For many people planning to seek asylum in the United States, enforcement starts in Panama, over 3,000 miles south of the U.S.-Mexico border. U.S. immigration agencies collaborate with Panama’s National Border Service, also known as SENAFRONT, to register and track people as they pass through Central America.
The United States provides Panama with equipment, training, and funding for immigration enforcement. This collaboration with Panama is just one of many ways that the United States pressures other governments to assist with its border security operations.

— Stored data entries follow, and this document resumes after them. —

//! HTTP handlers for territory endpoints.

use std::sync::Arc;

use axum::{
    extract::{Path, Query, State},
    http::StatusCode,
    response::{IntoResponse, Response},
    Json,
};

use crate::adapters::http::error::{handle_territory_error, ErrorResponse};
use crate::adapters::http::middleware::RequireUser;
use crate::application::handlers::territory::{
    GetTerritoryAnalysisHandler, GetTerritoryAnalysisQuery, ListTerritoryAnalysesHandler,
    ListTerritoryAnalysesQuery, ScoreTerritoryCommand, ScoreTerritoryHandler,
};
use crate::domain::foundation::TerritoryAnalysisId;

use super::dto::{
    ListTerritoryAnalysesParams, ScoreTerritoryRequest, TerritoryAnalysisListResponse,
    TerritoryAnalysisResponse,
};

#[derive(Clone)]
pub struct TerritoryHandlers {
    score_handler: Arc<ScoreTerritoryHandler>,
    get_handler: Arc<GetTerritoryAnalysisHandler>,
    list_handler: Arc<ListTerritoryAnalysesHandler>,
}

impl TerritoryHandlers {
    pub fn new(
        score_handler: Arc<ScoreTerritoryHandler>,
        get_handler: Arc<GetTerritoryAnalysisHandler>,
        list_handler: Arc<ListTerritoryAnalysesHandler>,
    ) -> Self {
        Self {
            score_handler,
            get_handler,
            list_handler,
        }
    }
}

/// POST /api/territories/score - Rank markets in a territory
pub async fn score_territory(
    State(handlers): State<TerritoryHandlers>,
    RequireUser(caller): RequireUser,
    Json(req): Json<ScoreTerritoryRequest>,
) -> Response {
    let cmd = ScoreTerritoryCommand {
        territory: req.territory,
        criteria: req.criteria,
        max_markets: req.max_markets,
    };

    match handlers.score_handler.handle(cmd, caller.metadata()).await {
        Ok(analysis) => {
            let response: TerritoryAnalysisResponse = analysis.into();
            (StatusCode::CREATED, Json(response)).into_response()
        }
        Err(e) => handle_territory_error(e),
    }
}

/// GET /api/territories - List the caller's analyses
pub async fn list_territory_analyses(
    State(handlers): State<TerritoryHandlers>,
    RequireUser(caller): RequireUser,
    Query(params): Query<ListTerritoryAnalysesParams>,
) -> Response {
    let query = ListTerritoryAnalysesQuery {
        user_id: caller.user_id,
        limit: params.limit,
    };

    match handlers.list_handler.handle(query).await {
        Ok(analyses) => {
            let response: TerritoryAnalysisListResponse = analyses.into();
            (StatusCode::OK, Json(response)).into_response()
        }
        Err(e) => handle_territory_error(e),
    }
}

/// GET /api/territories/:id - Get a stored analysis
pub async fn get_territory_analysis(
    State(handlers): State<TerritoryHandlers>,
    RequireUser(caller): RequireUser,
    Path(analysis_id): Path<String>,
) -> Response {
    let Ok(analysis_id) = analysis_id.parse::<TerritoryAnalysisId>() else {
        return ErrorResponse::invalid_id("territory analysis");
    };

    let query = GetTerritoryAnalysisQuery {
        analysis_id,
        user_id: caller.user_id,
    };

    match handlers.get_handler.handle(query).await {
        Ok(analysis) => {
            let response: TerritoryAnalysisResponse = analysis.into();
            (StatusCode::OK, Json(response)).into_response()
        }
        Err(e) => handle_territory_error(e),
    }
}
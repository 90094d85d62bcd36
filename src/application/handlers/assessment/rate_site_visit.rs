//! RateSiteVisitHandler - Command handler for grading a site-visit criterion.

use std::sync::Arc;

use super::{load_owned, rescore_and_save, AssessmentUpdate};
use crate::domain::assessment::{AssessmentError, SiteVisitCriterion, SiteVisitGrade};
use crate::domain::foundation::{AssessmentId, CommandMetadata};
use crate::ports::{AssessmentRepository, EventPublisher, MetricSetRepository};

/// Command to grade (or un-grade, with `grade: None`) one site-visit criterion.
#[derive(Debug, Clone)]
pub struct RateSiteVisitCommand {
    pub assessment_id: AssessmentId,
    pub criterion: SiteVisitCriterion,
    pub grade: Option<SiteVisitGrade>,
    pub notes: Option<String>,
}

/// Handler for site-visit ratings.
pub struct RateSiteVisitHandler {
    assessments: Arc<dyn AssessmentRepository>,
    metric_sets: Arc<dyn MetricSetRepository>,
    publisher: Arc<dyn EventPublisher>,
}

impl RateSiteVisitHandler {
    pub fn new(
        assessments: Arc<dyn AssessmentRepository>,
        metric_sets: Arc<dyn MetricSetRepository>,
        publisher: Arc<dyn EventPublisher>,
    ) -> Self {
        Self {
            assessments,
            metric_sets,
            publisher,
        }
    }

    pub async fn handle(
        &self,
        cmd: RateSiteVisitCommand,
        metadata: CommandMetadata,
    ) -> Result<AssessmentUpdate, AssessmentError> {
        let (mut assessment, metric_set) = load_owned(
            self.assessments.as_ref(),
            self.metric_sets.as_ref(),
            cmd.assessment_id,
            &metadata.user_id,
        )
        .await?;

        assessment.rate_site_visit(cmd.criterion, cmd.grade, cmd.notes);

        rescore_and_save(
            self.assessments.as_ref(),
            self.publisher.as_ref(),
            assessment,
            &metric_set,
            &metadata,
        )
        .await
    }
}
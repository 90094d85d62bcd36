//! CreateAssessmentHandler - Command handler for starting a site assessment.

use std::sync::Arc;

use crate::domain::assessment::{AssessmentError, AssessmentRecalculator, SiteAssessment};
use crate::domain::foundation::{CommandMetadata, MetricSetId, Repository};
use crate::ports::{AssessmentRepository, MetricSetRepository};

/// Command to create a new assessment against one of the caller's metric sets.
#[derive(Debug, Clone)]
pub struct CreateAssessmentCommand {
    pub metric_set_id: MetricSetId,
    pub site_name: String,
    pub address: Option<String>,
}

/// Handler for creating assessments.
pub struct CreateAssessmentHandler {
    assessments: Arc<dyn AssessmentRepository>,
    metric_sets: Arc<dyn MetricSetRepository>,
}

impl CreateAssessmentHandler {
    pub fn new(
        assessments: Arc<dyn AssessmentRepository>,
        metric_sets: Arc<dyn MetricSetRepository>,
    ) -> Self {
        Self {
            assessments,
            metric_sets,
        }
    }

    pub async fn handle(
        &self,
        cmd: CreateAssessmentCommand,
        metadata: CommandMetadata,
    ) -> Result<SiteAssessment, AssessmentError> {
        let metric_set = self
            .metric_sets
            .find_by_id(cmd.metric_set_id)
            .await?
            .ok_or(AssessmentError::MetricSetNotFound(cmd.metric_set_id))?;

        if !metric_set.is_owned_by(&metadata.user_id) {
            return Err(AssessmentError::Forbidden);
        }

        let mut assessment =
            SiteAssessment::new(metadata.user_id, metric_set.id(), cmd.site_name, cmd.address)?;
        AssessmentRecalculator::recalculate(&mut assessment, &metric_set);

        self.assessments.save(&assessment).await?;

        tracing::info!(
            assessment_id = %assessment.id(),
            metric_set_id = %metric_set.id(),
            "assessment created"
        );

        Ok(assessment)
    }
}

People Just Barely Survived Crossing a Jungle Known to Be Impassible
The Darien Gap, an approximately 60-mile stretch of dense jungle between Panama and Colombia, is notorious for its life-threatening terrain. Those who cross it face swift river currents, dangerous animals, and criminal organizations. It is the only break in the Pan-American highway between Alaska and the southern tip of Argentina.
Migrants who cross through it do so because they are unable to travel directly to the United States or Mexico. They instead enter countries in South America with fewer visa restrictions by plane or boat and then journey north. Almost all of them are Haitian, Cuban, or “extracontinental.”
In 2019, 24,000 migrants passed through the Darien region, including 4,000 children.
Conditions at the Panama Border
A camp run by SENAFRONT in Bajo Chiquito, Panama processes those traveling through Panama. SENAFRONT requires everyone at the camp to register before proceeding further north through Central America. Panama and at least 13 other countries use the United States’ Biometric Identification Transnational Migration Alert Program (BITMAP) to collect the fingerprints, photographs, and iris scans of migrants.
People cannot leave the camp until their background check has cleared. While some can proceed quickly, others must wait months.
Asylum seekers from Yemen and other countries defined as “special interest” by the United States must undergo additional vetting. Once they are cleared, buses take them through Panama directly to the Costa Rican border. These buses are limited to 100 passengers per day in a policy known as “Operation Controlled Flow.”
Panama has paused the bus service since the Costa Rican border closed due to the COVID-19 pandemic. Hundreds of people are now trapped in the migrant camps. In March, the Bajo Chiquito camp, which was built to hold 100 people, held 800.
Panama planned to open a new camp this year, but is currently using it to isolate migrants showing symptoms of COVID-19. Migrants at the camps have protested border closures and poor conditions, including lack of safe drinking water.
The U.S. Pressures Mexico and Central American Countries to Expel Asylum Seekers
The United States has provided Mexico with more than $100 million since 2014 for immigration enforcement. In 2018, Mexico agreed to deploy its National Guard and allow the United States to implement the so-called Migrant Protection Protocols, also referred to as “Remain in Mexico.” This occurred after the Trump administration threatened high tariffs on Mexican goods.
The United States cut off hundreds of millions of dollars of aid to the three Northern Triangle countries, Guatemala, Honduras, and El Salvador, in 2019. The aid wasn’t restored until each country had agreed to participate in Asylum Cooperative Agreements. These agreements allow the United States to divert asylum seekers to other countries, requiring them to apply for protection there instead.
But these countries have virtually no capacity to hear asylum claims.
As of 2019, Guatemala had only eight employees processing asylum applications, while El Salvador had one. The Northern Triangle countries are also home to the very types of violence and persecution that asylum seekers are fleeing.
Many of the migrants stalled or stopped by Central American and Mexican immigration enforcement are asylum seekers attempting to exercise their legal right to seek protection in the United States. The United States should not assist or incentivize other countries in preventing them from reaching our borders. Instead, it must work with other governments in the region to protect the rights of all migrants.